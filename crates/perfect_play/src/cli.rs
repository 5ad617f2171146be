//! Command-line interface for perfect_play.

use clap::{Parser, Subcommand};
use perfect_tictactoe::Player;
use std::path::PathBuf;

/// Perfect Play - tic-tac-toe against an engine that never loses
#[derive(Parser, Debug)]
#[command(name = "perfect_play")]
#[command(about = "Play tic-tac-toe against an exact alpha-beta engine", long_about = None)]
#[command(version)]
pub struct Cli {
    /// Path to a TOML config file (defaults to perfect_play.toml if present)
    #[arg(short, long, global = true)]
    pub config: Option<PathBuf>,

    /// Board side length, overriding the config file
    #[arg(long, global = true)]
    pub size: Option<usize>,

    /// Subcommand to run; interactive play when omitted
    #[command(subcommand)]
    pub command: Option<Command>,
}

/// Available commands
#[derive(Subcommand, Debug, Clone, PartialEq)]
pub enum Command {
    /// Play against the engine in the terminal
    Play {
        /// Symbol to play (x or o); prompted for when omitted
        #[arg(long)]
        symbol: Option<Player>,
    },

    /// Let the engine play both sides and report throughput
    #[command(alias = "selfplay")]
    SelfPlay {
        /// Number of games, overriding the config file
        games: Option<usize>,

        /// Suppress the report
        #[arg(short, long)]
        quiet: bool,

        /// Print the report as JSON
        #[arg(long, conflicts_with = "quiet")]
        json: bool,
    },
}

impl Default for Command {
    fn default() -> Self {
        Command::Play { symbol: None }
    }
}
//! Human-versus-engine session.

use crate::config::PlayConfig;
use crate::console::{Console, Verdict};
use anyhow::{Result, anyhow};
use perfect_tictactoe::{Engine, GameState, GameStatus, Player};
use serde::Serialize;
use std::io::{BufRead, Write};
use tracing::{info, instrument};

/// Tally of the games finished in one session.
#[derive(Debug, Clone, Copy, PartialEq, Eq, Default, Serialize)]
pub struct SessionSummary {
    /// Games played to the end.
    pub games: usize,
    /// Games the human won.
    pub human_wins: usize,
    /// Games the engine won.
    pub ai_wins: usize,
    /// Drawn games.
    pub ties: usize,
}

impl SessionSummary {
    fn record(&mut self, verdict: Verdict) {
        self.games += 1;
        match verdict {
            Verdict::HumanWins => self.human_wins += 1,
            Verdict::AiWins => self.ai_wins += 1,
            Verdict::Tie => self.ties += 1,
        }
    }
}

/// Plays games against the engine until the human declines a rematch or
/// input ends.
#[instrument(skip_all, fields(board_size = config.board_size()))]
pub fn run<R: BufRead, W: Write>(
    console: &mut Console<R, W>,
    engine: &Engine,
    config: &PlayConfig,
) -> Result<SessionSummary> {
    let mut game = GameState::new(*config.board_size())?;
    let mut summary = SessionSummary::default();

    loop {
        game.restart();
        let human = match config.human_symbol() {
            Some(symbol) => *symbol,
            None => console.choose_symbol()?,
        };
        info!(%human, "Game started");
        if game.to_move() == human {
            console.show_board(game.board())?;
        }

        let Some(verdict) = play_game(console, engine, &mut game, human)? else {
            console.say("\nEOF received. Exiting game.")?;
            break;
        };
        summary.record(verdict);
        info!(%verdict, moves = game.move_count(), "Game finished");
        console.announce_result(verdict, game.board())?;

        if !console.ask_restart()? {
            break;
        }
    }

    info!(?summary, "Session ended");
    Ok(summary)
}

/// Alternates human and engine moves until the game ends. `None` means the
/// human's input ran out mid-game.
fn play_game<R: BufRead, W: Write>(
    console: &mut Console<R, W>,
    engine: &Engine,
    game: &mut GameState,
    human: Player,
) -> Result<Option<Verdict>> {
    let ai = human.opponent();
    loop {
        let status = if game.to_move() == human {
            let Some(cell) = console.read_move(game.board())? else {
                return Ok(None);
            };
            game.make_move(cell)?
        } else {
            let cell = engine
                .select_move(game.board_mut(), ai)
                .ok_or_else(|| anyhow!("engine found no move in a live game"))?;
            let status = game.make_move(cell)?;
            console.announce_ai_move(cell)?;
            if status == GameStatus::InProgress {
                console.show_board(game.board())?;
            }
            status
        };

        match status {
            GameStatus::InProgress => {}
            GameStatus::Won(winner) if winner == human => return Ok(Some(Verdict::HumanWins)),
            GameStatus::Won(_) => return Ok(Some(Verdict::AiWins)),
            GameStatus::Draw => return Ok(Some(Verdict::Tie)),
        }
    }
}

^^^^^^^^

### Work to be completed
Write down how many lines of the data above carry the word "short". Nothing else belongs in the answer.

### Your response
2